The high point of Scott Walker’s quixotic, now-foolish-looking quest for the presidency, the one time when there was actually a hint of an argument that the son of a Midwestern preacher without a college degree could revive America in a way that no one else could, came before he was formally a candidate at all.
It came in January, when he nailed a high-profile speech in Iowa and launched a 527 committee, Our American Revival. Much of Walker’s allure came from his union-fighting credentials. But the Our American Revival website succinctly stated his best, somewhat ironic argument for seeking federal power: his quest to diminish that very same power and fight federal overreach:
Our American Revival believes that the government closest to the people is the most responsive and accountable to the people. We share the vision of our founders — that the powers of the federal government should be limited to those specified in the Constitution, and that federal overreach infringes on our American freedoms and values. We will work with citizens and leaders across the country to promote policies that restore power to the states and their people.
Long before the gaffes and guffaws, the vacillation on birthright citizenship, the seeming comparison of protesters in Madison to terrorists in the Middle East, the suggestion that building a wall to keep out Canucks was a legitimate issue to consider, this was the crux of the one campaign for the White House — but really against the White House — that Scott Walker could plausibly launch.
Walker was never going to be the anti-politician whom many Republicans yearn for. He was never going to be Ben Carson or Carly Fiorina or, God help him, Donald Trump. He is a politician’s politician. It’s what he knows. But he could have plausibly donned the mantle of Washington outsider in a way even the other governors in the race could not by describing how government really is most responsive and accountable when it is local. He isn’t just a governor; he was a state legislator for years and a county executive who saw how federal grants and programs and mandates, with little oversight, grow and grow and grow.

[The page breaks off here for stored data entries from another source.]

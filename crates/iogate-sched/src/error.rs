//! Error types for the scheduler core.

use thiserror::Error;

/// Result type alias for scheduler operations.
pub type SchedResult<T> = Result<T, SchedError>;

/// Error variants surfaced by the scheduler.
///
/// Stale completion signals (a completion or failure for a correlation id
/// no longer tracked) are deliberately not represented here: they are
/// discarded silently so that duplicate or late signals cannot corrupt
/// state or double-reply a caller.
#[derive(Debug, Error)]
pub enum SchedError {
    /// The targeted worker terminated before producing a reply.
    /// The operation is not retried.
    #[error("worker failed before replying: {reason}")]
    WorkerFailed {
        /// Description of why the worker terminated.
        reason: String,
    },

    /// Invalid startup configuration; fatal, the scheduler does not start.
    #[error("invalid scheduler configuration: {reason}")]
    InvalidConfig {
        /// Description of the rejected value.
        reason: String,
    },

    /// The scheduler task is gone; the submission cannot be serviced.
    #[error("scheduler shut down")]
    Shutdown,
}
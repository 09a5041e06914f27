//! Class-partitioned FIFO queues for admitted-but-not-dispatched operations.

use std::collections::VecDeque;

use bytes::Bytes;
use tokio::sync::oneshot;

use crate::class::IoClass;
use crate::error::SchedResult;
use crate::worker::WorkerHandle;

/// An admitted operation waiting to be dispatched.
#[derive(Debug)]
pub struct PendingIo {
    /// The worker that will service this operation.
    pub worker: WorkerHandle,
    /// Opaque operation payload, forwarded to the worker untouched.
    pub payload: Bytes,
    /// Traffic class used for queue selection.
    pub class: IoClass,
    /// Reply slot for the blocked caller; resolved exactly once.
    pub reply: oneshot::Sender<SchedResult<Bytes>>,
}

/// Two FIFO queues, one per traffic class.
///
/// Only ever touched from the scheduler task, so no internal locking.
/// Insertion order within a class is dispatch order.
#[derive(Debug, Default)]
pub struct ClassQueues {
    queues: [VecDeque<PendingIo>; 2],
}

impl ClassQueues {
    /// Creates a pair of empty queues.
    pub fn new() -> Self {
        Self::default()
    }

    /// Appends to the tail of the queue named by `io.class`. O(1).
    pub fn push(&mut self, io: PendingIo) {
        self.queues[io.class.as_index()].push_back(io);
    }

    /// Removes and returns the head of the given class queue. O(1).
    pub fn pop(&mut self, class: IoClass) -> Option<PendingIo> {
        self.queues[class.as_index()].pop_front()
    }

    /// Returns the number of pending operations in the given class.
    #[inline]
    pub fn len(&self, class: IoClass) -> usize {
        self.queues[class.as_index()].len()
    }

    /// Returns the total number of pending operations across both classes.
    #[inline]
    pub fn total_len(&self) -> usize {
        self.queues.iter().map(|q| q.len()).sum()
    }

    /// Returns true if both class queues are empty.
    #[inline]
    pub fn is_empty(&self) -> bool {
        self.total_len() == 0
    }
}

Federal grants to state and local governments grew from just $7 billion in 1960 prior to Lyndon Johnson’s Great Society to an estimated $628 billion today — about one-sixth of the federal budget. Wisconsin alone now receives nearly one-third of all state budget revenues from Washington, D.C., and as a result has forfeited control over vast areas of policy and spending.
Between 1960 and 1970 alone, types of grants-in-aid quadrupled from 132 to 530 and — despite temporary reversal of the trend during the Ronald Reagan years — have more than doubled again to over 1,100 since then.
The proliferation has driven up federal and state spending and taxes, hampered the prosperity and independence of Wisconsin’s citizens and ultimately moved America dangerously closer to centrally controlled governance.
I don’t know why Walker seemed to jettison the issue. Perhaps it simply got drowned out by a media that was disinterested. Perhaps the cloud of Trump’s hairspray obscured his vision. Perhaps it was a political calculation, a recognition that even conservatives often like lots of big federal programs and control.
I walked through the Gerald R. Ford Presidential Museum in Grand Rapids, Mich., on Wednesday, a boosterish, hometown shrine in which you have to search hard for a reason to question the judgment of the 38th president of the United States (well, aside from that pardon thing).
But I succeeded.
Reagan, the former California governor, long believed in federalism, in returning power to the states and local communities. He campaigned on it in 1976, when he unsuccessfully challenged Ford for the Republican nomination. It backfired in New Hampshire when Ford, a creature of Washington, claimed it was an effort to move federal programs onto state budgets and used the issue in the famously tax-wary state to help win the primary and eventually the nomination.
Some conservatives in New Hampshire still want to talk about the issue. In fact, some of the presidential candidates are taking part in a forum on practical federalism in New Hampshire this weekend. But the reality is that for all the dislike of federal overreach and Washington insiders, even conservative voters often like “free” federal money.
Perhaps Walker realized that the federalism issue can be a tough one to sell without telling lots of specific stories about how detrimental federal overreach can really be. Perhaps — now that he’s back in Wisconsin and maybe looking for something to do — he can use his state bully pulpit to expound on the issue the way he seemed to want to way back in January.
Mike Nichols is president of the Wisconsin Policy Research Institute.